Sobre libros, adicciones y alucinaciones

Luios Pousa PERIFERIAS

FUGAS

05 may 2017 . Actualizado a las 05:30 h.

No tienen gran reputación las antologías. Y eso que muchos nos hemos criado leyendo aquellas selecciones de textos que ya estaban ahí, a tiro de piedra del adolescente de bolsillos perforados, cuando las obras completas quedaban todavía muy lejos. Y si ciertos formatos, como la antología personal, sobrevivieron al paso del tiempo con cierto prestigio por ser el primer trampolín para adentrarse en el océano de escritores como Jorge Luis Borges, otras alternativas, como la recopilación de piezas de varios autores, resucitan ahora como una de las formas más accesibles que tiene el lector para descubrir nuevas voces.

Una de las editoriales que trabaja con esmero esta mirada colectiva es sin duda Demipage, que periódicamente nos sorprende con sus exquisitas antologías. Tras obsequiarnos con colecciones como Disculpe que no me levante (sobre la muerte y las muertes) o Besos a la luz de la lona (relatos alrededor del boxeo), el sello madrileño sube ahora la apuesta con Drogadictos, un conjunto nada convencional de cuentos sobre todo tipo de adicciones y alucinaciones.

Leemos aquí a Lara Moreno con una inquietante historia sobre opio e infancia; a Mario Bellatin, que recuerda los destrozos de la Talidomida; a Richard Parra (autor de la estremecedora novela Niños muertos) deambulando por los mundos de la base; a Carlos Velázquez enumerando los desvelos de la cocaína; a Irazoki descubriendo que cada hebra de tabaco es una bomba de surrealismo; y a José Ovejero, el único que huye de la química y sus viajes de salón para refugiarse en la adicción al sexo.

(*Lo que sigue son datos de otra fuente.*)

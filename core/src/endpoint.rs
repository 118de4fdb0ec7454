//! The endpoint table: every remote operation as a fixed
//! `(method, path template, schema)` triple.
//!
//! Path templates use `{name}` placeholders filled positionally by
//! `EndpointDescriptor::render_path`. Each parameter is percent-encoded as a
//! single path segment.

use std::borrow::Cow;

use crate::error::ArariaError;
use crate::http::HttpMethod;
use crate::schema::Schema;
use crate::schemas;

#[derive(Debug, Clone, Copy, PartialEq, Eq)]
pub struct EndpointDescriptor {
    pub name: &'static str,
    pub method: HttpMethod,
    pub path: &'static str,
    pub schema: Option<&'static Schema>,
}

impl EndpointDescriptor {
    /// Number of `{...}` placeholders in the path template.
    pub fn param_count(&self) -> usize {
        self.path.matches('{').count()
    }

    /// Fill the path template with `params`, in order.
    pub fn render_path(&self, params: &[&str]) -> Result<String, ArariaError> {
        let expected = self.param_count();
        if params.len() != expected {
            return Err(ArariaError::PathParams {
                endpoint: self.name,
                expected,
                actual: params.len(),
            });
        }

        let mut params = params.iter();
        let segments: Vec<Cow<'_, str>> = self
            .path
            .split('/')
            .map(|segment| {
                if segment.starts_with('{') && segment.ends_with('}') {
                    // Counted above, so every placeholder has a value.
                    params
                        .next()
                        .map_or(Cow::Borrowed(""), |value| urlencoding::encode(value))
                } else {
                    Cow::Borrowed(segment)
                }
            })
            .collect();
        Ok(segments.join("/"))
    }
}

macro_rules! endpoints {
    (@schema) => { None };
    (@schema $schema:path) => { Some(&$schema) };
    ($(
        $(#[$meta:meta])*
        $variant:ident => $method:ident $path:literal $(, $schema:path)?;
    )*) => {
        /// A remote operation exposed by the Araria API.
        #[derive(Debug, Clone, Copy, PartialEq, Eq, Hash)]
        pub enum Endpoint {
            $($(#[$meta])* $variant,)*
        }

        impl Endpoint {
            pub const ALL: &'static [Endpoint] = &[$(Endpoint::$variant,)*];

            pub fn descriptor(self) -> EndpointDescriptor {
                match self {
                    $(Endpoint::$variant => EndpointDescriptor {
                        name: stringify!($variant),
                        method: HttpMethod::$method,
                        path: $path,
                        schema: endpoints!(@schema $($schema)?),
                    },)*
                }
            }
        }
    };
}

endpoints! {
    ImgGenerate => Post "img/generate", schemas::IMAGE_GENERATE;
    UpscaleImage => Post "img/upscale", schemas::UPSCALE;
    RemoveBackground => Post "img/bkg-removal", schemas::BACKGROUND_REMOVAL;
    DecorPrimeWalls => Post "img/prime-walls", schemas::DECOR_PRIME_WALLS;
    /// Virtual staging of an interior photo.
    DecorImage => Post "img/virtual-staging", schemas::DECOR_IMAGE;
    GetModels => Get "models";
    NuvemshopConnect => Post "nuvemshop/connect", schemas::NUVEMSHOP_CONNECT;
    NuvemshopUser => Get "nuvemshop/user/{storeId}/{token}";
    NuvemshopChat => Post "nuvemshop/chat", schemas::CHAT;
    NuvemshopInitChatSession => Post "nuvemshop/chat/init";
    NuvemshopGetSessionMessages => Get "nuvemshop/chat/session/{id}";
    NuvemshopDeleteSession => Delete "nuvemshop/chat/session/{id}";
    /// Multipart upload; the body is a file, not JSON.
    UploadFile => Post "files/upload";
    DeleteFile => Delete "files/{id}";
    GetFiles => Get "files";
    GetFile => Get "files/{id}";
    VisionImageToText => Post "vision/img-to-text", schemas::VISION_IMAGE_TO_TEXT;
    PromptGenerate => Post "llm/prompt-generate", schemas::PROMPT_GENERATE;
    GetFashionVideos => Get "fashion-video";
    GetFashionVideo => Get "fashion-video/{id}";
    CreateFashionVideo => Post "fashion-video", schemas::FASHION_VIDEO;
    CreateFashionVideoTask => Post "fashion-video/generate/{id}";
    UpdateFashionVideo => Put "fashion-video/{id}", schemas::FASHION_VIDEO;
    FinalizeFashionVideo => Post "fashion-video/finalize/{id}";
    CreateFashionTryon => Post "fashion-tryon", schemas::FASHION_TRYON;
    GetFashionTryons => Get "fashion-tryon";
    GetFashionTryon => Get "fashion-tryon/{id}";
    CreateFashionModel => Post "fashion-model", schemas::FASHION_MODEL;
    RegenerateFashionModel => Post "fashion-model/regenerate/{id}";
    GetFashionModels => Get "fashion-model";
    GetFashionModel => Get "fashion-model/{id}";
    DeleteFashionModel => Delete "fashion-model/{id}";
    GetImageTask => Get "img/task/{id}";
    /// Midjourney-style task submission.
    CreateImageTask => Post "img/midjourney", schemas::IMAGE_TASK;
    GenerateFashionModelPrompt => Post "fashion-model/prompt", schemas::FASHION_MODEL_PROMPT;
    LoadRandomFashionModelPrompt => Get "fashion-model/prompt/random";
}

Hay que leer también, con la mirada perdida, a Sara Mesa, Juan Gracia Armendáriz, Juan Bonilla, Andrés Felipe Solano, Manuel Astur y Jean-François Martin. Pero, sobre todo, hay que detenerse en el relato de Marta Sanz: Buscamos una amapola que no se marchite. Este cuento, dedicado al omnipresente Lorazepam, narra un viaje en autobús entre Águilas y Almería. Un trayecto a lomos del insomnio entre pesadillas y murciélagos en el que Sanz, cuando a todos les da por profanar los autobuses, rescata la épica perdida del bus. La poesía del Greyhound y del coche de línea de Águilas.